Le relazioni tra Washington e Pechino hanno raggiunto il minimo storico durante la presidenza di Donald Trump. Tuttavia, come molti avevano previsto, l’attuale amministrazione Usa ha mantenuto gli aspetti chiave della politica commerciale nei confronti della Cina: dazi sulle importazioni e pressioni su Pechino affinché adempia agli impegni sottoscritti nell'accordo commerciale di fase uno Usa-Cina.
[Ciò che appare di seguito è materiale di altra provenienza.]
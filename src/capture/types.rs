//! Emotion sample types for the Sentivision recorder.
//!
//! A sample holds only classifier scores - never frames, landmarks or any
//! image content from the capture source.

use chrono::{DateTime, TimeZone, Utc};
use serde::{Deserialize, Serialize};
use std::fmt;
use std::str::FromStr;
use thiserror::Error;

/// One of the seven fixed emotion channels.
#[derive(Debug, Clone, Copy, PartialEq, Eq, Hash, PartialOrd, Ord, Serialize, Deserialize)]
#[serde(rename_all = "lowercase")]
pub enum EmotionChannel {
    Happy,
    Sad,
    Angry,
    Surprised,
    Neutral,
    Fear,
    Disgust,
}

impl EmotionChannel {
    /// All channels in their fixed order. Ties anywhere in the crate are
    /// broken by this order.
    pub const ALL: [EmotionChannel; 7] = [
        EmotionChannel::Happy,
        EmotionChannel::Sad,
        EmotionChannel::Angry,
        EmotionChannel::Surprised,
        EmotionChannel::Neutral,
        EmotionChannel::Fear,
        EmotionChannel::Disgust,
    ];

    /// Lower-case name as used in persisted JSON.
    pub fn as_str(&self) -> &'static str {
        match self {
            EmotionChannel::Happy => "happy",
            EmotionChannel::Sad => "sad",
            EmotionChannel::Angry => "angry",
            EmotionChannel::Surprised => "surprised",
            EmotionChannel::Neutral => "neutral",
            EmotionChannel::Fear => "fear",
            EmotionChannel::Disgust => "disgust",
        }
    }

    /// Capitalized name as used in CSV headers.
    pub fn title(&self) -> &'static str {
        match self {
            EmotionChannel::Happy => "Happy",
            EmotionChannel::Sad => "Sad",
            EmotionChannel::Angry => "Angry",
            EmotionChannel::Surprised => "Surprised",
            EmotionChannel::Neutral => "Neutral",
            EmotionChannel::Fear => "Fear",
            EmotionChannel::Disgust => "Disgust",
        }
    }
}

impl fmt::Display for EmotionChannel {
    fn fmt(&self, f: &mut fmt::Formatter<'_>) -> fmt::Result {
        f.write_str(self.as_str())
    }
}

/// Returned when a string does not name one of the seven channels.
#[derive(Debug, Clone, PartialEq, Eq, Error)]
#[error("unknown emotion channel: {0:?}")]
pub struct UnknownChannel(pub String);

impl FromStr for EmotionChannel {
    type Err = UnknownChannel;

    fn from_str(s: &str) -> Result<Self, Self::Err> {
        let name = s.trim().to_lowercase();
        EmotionChannel::ALL
            .into_iter()
            .find(|c| c.as_str() == name)
            .ok_or_else(|| UnknownChannel(s.to_string()))
    }
}

/// Intensity per channel, each in [0, 1].
///
/// Channels are independent intensities, not a probability distribution:
/// nothing here normalizes them to sum to one.
#[derive(Debug, Clone, Copy, Default, PartialEq, Serialize, Deserialize)]
pub struct EmotionVector {
    pub happy: f64,
    pub sad: f64,
    pub angry: f64,
    pub surprised: f64,
    pub neutral: f64,
    pub fear: f64,
    pub disgust: f64,
}

impl EmotionVector {
    /// Build a vector from values in channel order, clamping each into [0, 1].
    pub fn from_values(values: [f64; 7]) -> Self {
        let mut vector = Self::default();
        for (channel, value) in EmotionChannel::ALL.into_iter().zip(values) {
            vector.set(channel, value);
        }
        vector
    }

    pub fn get(&self, channel: EmotionChannel) -> f64 {
        match channel {
            EmotionChannel::Happy => self.happy,
            EmotionChannel::Sad => self.sad,
            EmotionChannel::Angry => self.angry,
            EmotionChannel::Surprised => self.surprised,
            EmotionChannel::Neutral => self.neutral,
            EmotionChannel::Fear => self.fear,
            EmotionChannel::Disgust => self.disgust,
        }
    }

    /// Set one channel, clamping into [0, 1].
    pub fn set(&mut self, channel: EmotionChannel, value: f64) {
        let value = if value.is_nan() { 0.0 } else { value.clamp(0.0, 1.0) };
        let slot = match channel {
            EmotionChannel::Happy => &mut self.happy,
            EmotionChannel::Sad => &mut self.sad,
            EmotionChannel::Angry => &mut self.angry,
            EmotionChannel::Surprised => &mut self.surprised,
            EmotionChannel::Neutral => &mut self.neutral,
            EmotionChannel::Fear => &mut self.fear,
            EmotionChannel::Disgust => &mut self.disgust,
        };
        *slot = value;
    }

    /// Iterate `(channel, value)` pairs in fixed channel order.
    pub fn iter(&self) -> impl Iterator<Item = (EmotionChannel, f64)> + '_ {
        EmotionChannel::ALL.into_iter().map(move |c| (c, self.get(c)))
    }

    /// The channel with the highest value; first channel wins ties.
    pub fn dominant(&self) -> EmotionChannel {
        let mut best = EmotionChannel::Happy;
        let mut best_value = f64::NEG_INFINITY;
        for (channel, value) in self.iter() {
            if value > best_value {
                best = channel;
                best_value = value;
            }
        }
        best
    }
}

/// A single classifier reading taken on one sampler tick.
#[derive(Debug, Clone, PartialEq, Serialize, Deserialize)]
pub struct EmotionSample {
    /// Milliseconds since the Unix epoch
    pub timestamp: i64,
    /// Per-channel intensities
    pub emotions: EmotionVector,
    /// Classifier confidence in [0, 1]
    pub confidence: f64,
}

impl EmotionSample {
    pub fn new(timestamp: i64, emotions: EmotionVector, confidence: f64) -> Self {
        let confidence = if confidence.is_nan() {
            0.0
        } else {
            confidence.clamp(0.0, 1.0)
        };
        Self {
            timestamp,
            emotions,
            confidence,
        }
    }

    /// Sample timestamp as a UTC datetime, `None` when out of chrono's range.
    pub fn datetime(&self) -> Option<DateTime<Utc>> {
        Utc.timestamp_millis_opt(self.timestamp).single()
    }
}

#[cfg(test)]
mod tests {
    use super::*;

    #[test]
    fn test_channel_parsing() {
        assert_eq!("happy".parse::<EmotionChannel>(), Ok(EmotionChannel::Happy));
        assert_eq!(" Disgust ".parse::<EmotionChannel>(), Ok(EmotionChannel::Disgust));
        assert!("joy".parse::<EmotionChannel>().is_err());
    }

    #[test]
    fn test_vector_clamps_values() {
        let v = EmotionVector::from_values([1.5, -0.2, 0.3, 0.0, 0.0, f64::NAN, 0.1]);
        assert_eq!(v.happy, 1.0);
        assert_eq!(v.sad, 0.0);
        assert_eq!(v.fear, 0.0);
        assert_eq!(v.disgust, 0.1);
    }

    #[test]
    fn test_dominant_breaks_ties_by_channel_order() {
        let v = EmotionVector::from_values([0.4, 0.1, 0.0, 0.0, 0.4, 0.0, 0.0]);
        assert_eq!(v.dominant(), EmotionChannel::Happy);
    }

    #[test]
    fn test_sample_json_shape() {
        let sample = EmotionSample::new(
            1_700_000_000_000,
            EmotionVector::from_values([0.1, 0.2, 0.3, 0.4, 0.5, 0.6, 0.7]),
            0.9,
        );
        let json = serde_json::to_value(&sample).unwrap();
        assert_eq!(json["timestamp"], 1_700_000_000_000i64);
        assert_eq!(json["emotions"]["surprised"], 0.4);
        assert_eq!(json["confidence"], 0.9);
    }

    #[test]
    fn test_datetime_out_of_range_is_none() {
        let sample = EmotionSample::new(i64::MAX, EmotionVector::default(), 0.5);
        assert_eq!(sample.datetime(), None);

        let sample = EmotionSample::new(1_700_000_000_123, EmotionVector::default(), 0.5);
        let dt = sample.datetime().unwrap();
        assert_eq!(dt.timestamp_millis(), 1_700_000_000_123);
    }
}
L’accordo, firmato a gennaio 2020 e che scade il prossimo 31 dicembre, imponeva alla Cina di correggere “distorsioni” e pratiche scorrette e aumentare l’acquisto di beni e servizi dagli Stati Uniti, per correggere un macroscopico deficit commerciale. Finora però – secondo i dati del Peterson Institute for International Economics di Washington – la Cina ha acquistato solo tre quinti del totale, tra cui grandi quantità di mais americano, maiale e altri prodotti agricoli, ma, a causa della pandemia, molti meno manufatti e combustibili fossili rispetto a quanto richiesto dall’accordo. Il risultato? Tuttora i dazi americani colpiscono 370 miliardi di prodotti made in China, alimentando il nervosismo dei mercati che temono che la ‘guerra dei dazi’ tra le due potenze possa aggravare le strettoie nelle catene di approvvigionamento degli scambi globali e far crescere l’inflazione.
Taiwan, banco di prova?
Altro tema spinoso affrontato nella lunga conversazione tra i due capi di stato è quello relativo agli scenari internazionali e al rispetto dei diritti umani. Dalle tensioni nel mar cinese meridionale alle violazioni dei diritti umani nello Xinjiang, nel Tibet e Hong Kong, Biden ha messo in guardia il presidente cinese da “azioni unilaterali che cambino lo status quo e minino la pace e la stabilità nella regione”. Dura la risposta di Xi, che ha ribadito la sacralità del principio ‘una sola Cina’: “Cercare l'indipendenza di Taiwan vuol dire giocare con il fuoco”, ha affermato senza troppi giri di parole. E ancora: “Se verrà superata la linea rossa dovremo adottare misure decisive”. Un messaggio chiaro, inequivocabile: Taiwan resta il banco di prova nel futuro delle relazioni tra Cina e Stati Uniti. Da inizio ottobre, le sortite di caccia e bombardieri cinesi all'interno della zona di difesa aerea dell'isola hanno superato i livelli di guardia e Washington ha rafforzato la vendita di armi nel quadro del Taiwan Relations Act del 1979, che obbliga gli Usa a garantire all’isola una sufficiente capacità di autodifesa. Così le relazioni tra i due paesi rischiano di scivolare a un nuovo minimo: se Pechino cercherà l’escalation raddoppierà le esercitazioni militari, se farà prevalere la distensione, si accontenterà di raddoppiare solo i toni della propaganda.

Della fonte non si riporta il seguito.